Now you end up with this:

    
    
        void CopyIntArray(int **dest,size_t *dest_length,size_t *dest_capacity,
                          int *src,size_t src_length,size_t src_capacity);
    

And you can call it like this:

    
    
        ARRAY(int,xs);
        ARRAY(int,ys);
        CopyIntArray(ARRAY_ARG(&xs),ARRAY_ARG(ys))
    

Your point about token pasting with * p is a very good one, and I don't think
that had occurred to me... but neither clang, gcc or VC++ seems to mind (and I
used a number of different versions of each). I need to go and look up what
the C standard has to say about this now.

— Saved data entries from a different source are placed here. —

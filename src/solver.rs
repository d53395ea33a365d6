//! An agent to solve the game of tic-tac-toe

use rand::{prelude::IndexedRandom, Rng};

use anyhow::Result;

use crate::{
    board::{Board, Move},
    SIZE,
};

/// The score of a position won by the player to move
pub const WIN: i32 = 1;
/// The score of a drawn position
pub const DRAW: i32 = 0;
/// The score of a position lost by the player to move
pub const LOSS: i32 = -1;

/// An agent to solve tic-tac-toe positions
///
/// # Notes
/// This agent searches the full game tree with alpha-beta pruning to find
/// the mathematically best move(s) in any position, thus 'solving' the game
///
/// # Position Scoring
/// A position is scored from the perspective of the player about to move:
/// 1 if the mover can force a win, -1 if the opponent wins against any
/// defence and 0 if best play from both sides leads to a draw
#[derive(Clone)]
pub struct Solver {
    board: Board,

    /// The number of nodes searched by this `Solver` so far (for diagnostics only)
    pub node_count: usize,
}

impl Solver {
    /// Creates a new `Solver` from a board
    pub fn new(board: Board) -> Self {
        Self {
            board,
            node_count: 0,
        }
    }

    /// Performs game tree search
    ///
    /// Returns the score of the position (see [Position Scoring])
    ///
    /// [Position Scoring]: #position-scoring
    pub fn negamax(&mut self, mut alpha: i32, beta: i32) -> i32 {
        self.node_count += 1;

        // the previous move decided the game, so the player to move has lost
        if self.board.winner().is_some() {
            return LOSS;
        }
        // a full board with no winner is a draw
        if self.board.num_moves() == SIZE * SIZE {
            return DRAW;
        }

        // search the next level of the tree
        for row in 0..SIZE {
            for column in 0..SIZE {
                let square = Move::new(column, row);
                if !self.board.is_empty(square) {
                    continue;
                }

                let mut next = self.clone();
                next.node_count = 0;

                next.board.play(square);
                // the search window is flipped for the other player
                let score = -next.negamax(-beta, -alpha);
                self.node_count += next.node_count;
                // if a child node's score is better than beta, we can prune the tree
                // here because a perfect opponent will not pick this branch
                if score >= beta {
                    return beta;
                }
                if score > alpha {
                    alpha = score;
                }
            }
        }

        alpha
    }

    /// Calculates the score and best move of the current position, then plays
    /// the chosen move on the internal board
    ///
    /// Ties between equally good moves are broken uniformly at random.
    /// Panics if the game is already over
    pub fn solve(&mut self) -> (i32, Move) {
        self.solve_with_rng(&mut rand::rng())
    }

    /// As [solve] but with an explicit random source for tie-breaking, so
    /// tests can seed it deterministically
    ///
    /// [solve]: #method.solve
    pub fn solve_with_rng<R: Rng>(&mut self, rng: &mut R) -> (i32, Move) {
        assert!(!self.board.has_ended(), "solve called on a finished game");
        self.node_count += 1;

        let mut best_moves = Vec::new();
        let mut best_score = LOSS;

        for row in 0..SIZE {
            for column in 0..SIZE {
                let square = Move::new(column, row);
                if !self.board.is_empty(square) {
                    continue;
                }

                let mut next = self.clone();
                next.node_count = 0;

                next.board.play(square);
                // every candidate gets the full window so that tied moves score identically
                let score = -next.negamax(LOSS, WIN);
                self.node_count += next.node_count;

                if score > best_score {
                    // everything collected so far is worse than this move
                    best_moves.clear();
                    best_score = score;
                }
                if score == best_score {
                    best_moves.push(square);
                }
            }
        }

        // an unfinished board always has at least one empty square
        let best_move = *best_moves.choose(rng).unwrap();
        self.board.play(best_move);

        (best_score, best_move)
    }

    /// Checks and plays a move on the internal board
    pub fn play_checked(&mut self, square: Move) -> Result<()> {
        self.board.play_checked(square)
    }
}

impl std::ops::Deref for Solver {
    type Target = Board;

    fn deref(&self) -> &Self::Target {
        &self.board
    }
}
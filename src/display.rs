use anyhow::Result;
use crossterm::{
    style::{style, Attribute, Color, PrintStyledContent},
    QueueableCommand,
};

use std::io::{stdout, Write};

use tictactoe_ai::{Board, Move, Player, SIZE};

/// Draws the board with column letters across the top and row numbers
/// down the left side
pub fn draw(board: &Board) -> Result<()> {
    let mut stdout = stdout();

    let mut header = String::from("   ");
    for column in 0..SIZE {
        header.push(' ');
        header.push((b'a' + column as u8) as char);
        header.push_str("  ");
    }
    let frame = format!("  +{}", "---+".repeat(SIZE));

    stdout.queue(PrintStyledContent(style(header + "\n")))?;
    stdout.queue(PrintStyledContent(style(frame.clone() + "\n")))?;
    for row in 0..SIZE {
        stdout.queue(PrintStyledContent(style(format!("{} |", row + 1))))?;
        for column in 0..SIZE {
            match board.get(Move::new(column, row)) {
                Some(Player::Cross) => stdout.queue(PrintStyledContent(
                    style(" X ").attribute(Attribute::Bold).with(Color::Red),
                ))?,
                Some(Player::Nought) => stdout.queue(PrintStyledContent(
                    style(" O ").attribute(Attribute::Bold).with(Color::Yellow),
                ))?,
                None => stdout.queue(PrintStyledContent(style("   ")))?,
            };
            stdout.queue(PrintStyledContent(style("|")))?;
        }
        stdout.queue(PrintStyledContent(style("\n")))?;
        stdout.queue(PrintStyledContent(style(frame.clone() + "\n")))?;
    }
    stdout.flush()?;
    Ok(())
}
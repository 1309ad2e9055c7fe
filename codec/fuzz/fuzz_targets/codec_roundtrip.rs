#![no_main]

use arbitrary::Arbitrary;
use bytes::BytesMut;
use libfuzzer_sys::fuzz_target;
use std::collections::{BTreeMap, HashSet};
use structpack_codec::{
    deserialize_with, deserialize_with_len, get_field, get_needed_size, serialize_into,
    serialize_to, serialize_with,
    varint::{SVar, UVar},
    Compatible, Config, Describe, Pack, Read, Write,
};

#[derive(Arbitrary, Pack, Debug, Clone, PartialEq)]
struct Record {
    id: u64,
    delta: i32,
    name: String,
    tags: Vec<String>,
    scores: BTreeMap<u16, Vec<u8>>,
    flags: HashSet<u8>,
    parent: Option<(u32, char)>,
}

#[derive(Pack, Debug, Clone, PartialEq)]
struct Versioned {
    id: u64,
    note: Compatible<String>,
    extra: Compatible<Vec<u32>>,
}

#[derive(Arbitrary, Pack, Debug, Clone, PartialEq)]
struct Base {
    id: u64,
}

#[derive(Arbitrary, Pack, Debug, Clone, PartialEq)]
enum Event {
    Start,
    Move { x: i64, y: i64 },
    Log(String),
}

#[derive(Arbitrary, Debug)]
enum Value {
    Record(Record),
    Versioned(u64, Option<String>, Option<Vec<u32>>),
    Event(Event),
    Events(Vec<Event>),
    Varints(u64, i64),
    Array([u32; 4]),
}

#[derive(Arbitrary, Debug)]
struct FuzzInput {
    cfg: u8,
    value: Value,
    raw: Vec<u8>,
}

fn roundtrip<T: Write + Read + PartialEq + std::fmt::Debug>(value: &T, cfg: Config) {
    let encoded = serialize_with(value, cfg);
    assert_eq!(encoded.len(), get_needed_size(value, cfg));

    let (decoded, len) = deserialize_with_len::<T>(&encoded, cfg).expect("decode failed");
    assert_eq!(&decoded, value);
    assert_eq!(len, encoded.len());

    // Every strict prefix is rejected. Without a header, trailing compatible fields may be
    // cut off and read as absent.
    if cfg.has_header() || !T::SCHEMA.has_compatible() {
        for end in 0..encoded.len() {
            assert!(deserialize_with::<T>(&encoded[..end], cfg).is_err());
        }
    }

    let mut appended = BytesMut::from(&b"prefix"[..]);
    assert_eq!(serialize_to(value, cfg, &mut appended), encoded.len());
    assert_eq!(&appended[6..], &encoded[..]);

    if !encoded.is_empty() {
        let mut short = vec![0u8; encoded.len() - 1];
        assert_eq!(serialize_into(value, cfg, &mut short), 0);
    }
}

fn decode_raw<T: Read>(raw: &[u8], cfg: Config) {
    if let Ok((_, len)) = deserialize_with_len::<T>(raw, cfg) {
        assert!(len <= raw.len());
    }
}

fn fuzz(input: FuzzInput) {
    let cfg = Config::from_bits(input.cfg);
    match &input.value {
        Value::Record(it) => {
            roundtrip(it, cfg);
            let encoded = serialize_with(it, cfg);
            assert_eq!(get_field::<Record, 2>(&encoded, cfg).unwrap(), it.name);
            assert_eq!(get_field::<Record, 6>(&encoded, cfg).unwrap(), it.parent);
        }
        Value::Versioned(id, note, extra) => {
            let it = Versioned {
                id: *id,
                note: Compatible::from(note.clone()),
                extra: Compatible::from(extra.clone()),
            };
            roundtrip(&it, cfg);
            if cfg.has_header() {
                // Older readers see only the known fields.
                let encoded = serialize_with(&it, cfg);
                let base = deserialize_with::<Base>(&encoded, cfg).expect("decode failed");
                assert_eq!(base.id, it.id);
            }
        }
        Value::Event(it) => roundtrip(it, cfg),
        Value::Events(it) => roundtrip(it, cfg),
        Value::Varints(u, s) => roundtrip(&(UVar(*u), SVar(*s)), cfg),
        Value::Array(it) => roundtrip(it, cfg),
    }

    decode_raw::<Record>(&input.raw, cfg);
    decode_raw::<Versioned>(&input.raw, cfg);
    decode_raw::<Vec<Event>>(&input.raw, cfg);
    decode_raw::<(UVar<u64>, SVar<i64>)>(&input.raw, cfg);
}

fuzz_target!(|input: FuzzInput| {
    fuzz(input);
});
//! Serialize statically described structs.
//!
//! # Overview
//!
//! A binary serialization library designed to efficiently and safely:
//! - Serialize structured data into a compact binary format
//! - Deserialize untrusted binary input into structured data, with explicit errors instead of
//!   panics on malformed input
//! - Detect, before touching the payload, bytes that were written for a different type
//!
//! Every encodable type exposes a compile-time [Schema] through [Describe]. The schema yields a
//! 32-bit fingerprint that is written in a small header in front of each message (unless
//! disabled through [Config]), the fixed encoded size of a type where one exists, and the
//! information needed to choose how length prefixes are laid out.
//!
//! # Supported Types
//!
//! Natively supports:
//! - Primitives: `u8`..`u128`, `i8`..`i128`, `f32`, `f64`, `bool`, `char`, `()`
//! - Strings and bytes: `String`, [bytes::Bytes]
//! - Collections: `Vec<T>`, `VecDeque<T>`, `[T; N]`, tuples up to 12, `BTreeMap`, `HashMap`,
//!   `BTreeSet`, `HashSet`
//! - Sum types: `Option<T>`, `Result<T, E>`, `Box<T>` (transparent)
//! - Explicit varints: [varint::UVar], [varint::SVar]
//! - Versioned optional fields: [Compatible]
//!
//! Structs and enums implement the traits with `#[derive(Pack)]`.
//!
//! # Wire Format
//!
//! ```text
//! [fingerprint: u32] [metainfo: u8]? [total_size]? [type literal]? [body]
//! ```
//!
//! Fixed-size values are written in native byte order. Strings and containers are preceded by
//! their element count, in a width shared by the whole message (1, 2, 4 or 8 bytes) or as
//! varints when the header is disabled or [Config::ENCODING_WITH_VARINT] is set.
//!
//! # Example
//!
//! ```
//! use structpack_codec::{deserialize, get_field, serialize, Config, Pack};
//!
//! #[derive(Pack, Debug, PartialEq)]
//! struct Person {
//!     age: i32,
//!     name: String,
//! }
//!
//! let person = Person { age: 21, name: "Betty".into() };
//! let bytes = serialize(&person);
//! assert_eq!(deserialize::<Person>(&bytes).unwrap(), person);
//!
//! // Read a single field without decoding the others.
//! let name = get_field::<Person, 1>(&bytes, Config::DEFAULT).unwrap();
//! assert_eq!(name, "Betty");
//! ```
//!
//! # Schema Evolution
//!
//! ```
//! use structpack_codec::{deserialize, serialize, Compatible, Pack};
//!
//! #[derive(Pack, Debug, PartialEq)]
//! struct V1 {
//!     id: u64,
//! }
//!
//! #[derive(Pack, Debug, PartialEq)]
//! struct V2 {
//!     id: u64,
//!     note: Compatible<String>,
//! }
//!
//! let old = serialize(&V1 { id: 7 });
//! let upgraded: V2 = deserialize(&old).unwrap();
//! assert_eq!(upgraded.note, Compatible::none());
//!
//! let new = serialize(&V2 { id: 7, note: Compatible::new("hi".into()) });
//! assert_eq!(deserialize::<V1>(&new).unwrap(), V1 { id: 7 });
//! ```

extern crate self as structpack_codec;

pub mod codec;
pub mod config;
pub mod derived;
pub mod error;
pub mod header;
pub mod layout;
mod packer;
pub mod schema;
pub mod types;
mod unpacker;
pub mod util;
pub mod varint;

// Re-export main types and traits
pub use codec::{Codec, Decode, Describe, Encode, EncodeSize, FieldAt, Read, Write};
pub use config::{Config, VarintScheme};
pub use derived::DerivedSet;
pub use error::{error_message, Errc, Error};
pub use packer::{
    get_needed_size, serialize, serialize_into, serialize_to, serialize_with,
    serialize_with_offset,
};
pub use schema::{Field, Schema};
pub use structpack_macros::Pack;
pub use types::compatible::Compatible;
pub use unpacker::{
    deserialize, deserialize_to, deserialize_with, deserialize_with_len, deserialize_with_offset,
    get_field, get_type_code, get_type_literal,
};

#[doc(hidden)]
pub use bytes;
//! Code generation for `#[test_traced]`.

use proc_macro2::TokenStream;
use quote::{format_ident, quote};
use syn::{AttributeArgs, Error, ItemFn, Lit, Meta, NestedMeta, Result};

const LEVELS: &[&str] = &["TRACE", "DEBUG", "INFO", "WARN", "ERROR"];

pub(crate) fn generate(args: AttributeArgs, item: ItemFn) -> Result<TokenStream> {
    let mut level = String::from("DEBUG");
    for arg in args {
        match arg {
            NestedMeta::Meta(Meta::NameValue(nv)) if nv.path.is_ident("level") => match &nv.lit {
                Lit::Str(s) if LEVELS.contains(&s.value().to_uppercase().as_str()) => {
                    level = s.value().to_uppercase();
                }
                other => {
                    return Err(Error::new_spanned(
                        other,
                        "expected one of \"TRACE\", \"DEBUG\", \"INFO\", \"WARN\" or \"ERROR\"",
                    ));
                }
            },
            other => return Err(Error::new_spanned(other, "unknown test_traced argument")),
        }
    }
    let level = format_ident!("{}", level);

    let ItemFn {
        attrs,
        vis,
        sig,
        block,
    } = item;
    Ok(quote! {
        #[test]
        #(#attrs)*
        #vis #sig {
            let _ = ::tracing_subscriber::fmt()
                .with_test_writer()
                .with_max_level(::tracing::Level::#level)
                .try_init();
            #block
        }
    })
}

I do note that I didn't use ARRAY_PARAM or ARRAY_ARG all that much in my code,
though - but I don't remember whether this is because I found some problem
with them in practice, or whether it just ended up that way.

(I'm on OS X right now and I just tried my code with clang. Probably-relevant
compile flags were "-std=c1x -Wall -Wuninitialized -Winit-self -pedantic
-Werror=implicit-function-declaration -Wsign-conversion -Wunused-result
-Werror=incompatible-pointer-types -Werror=int-conversion -Werror=return-type
-Wno-overlength-strings -Wunused-parameter".)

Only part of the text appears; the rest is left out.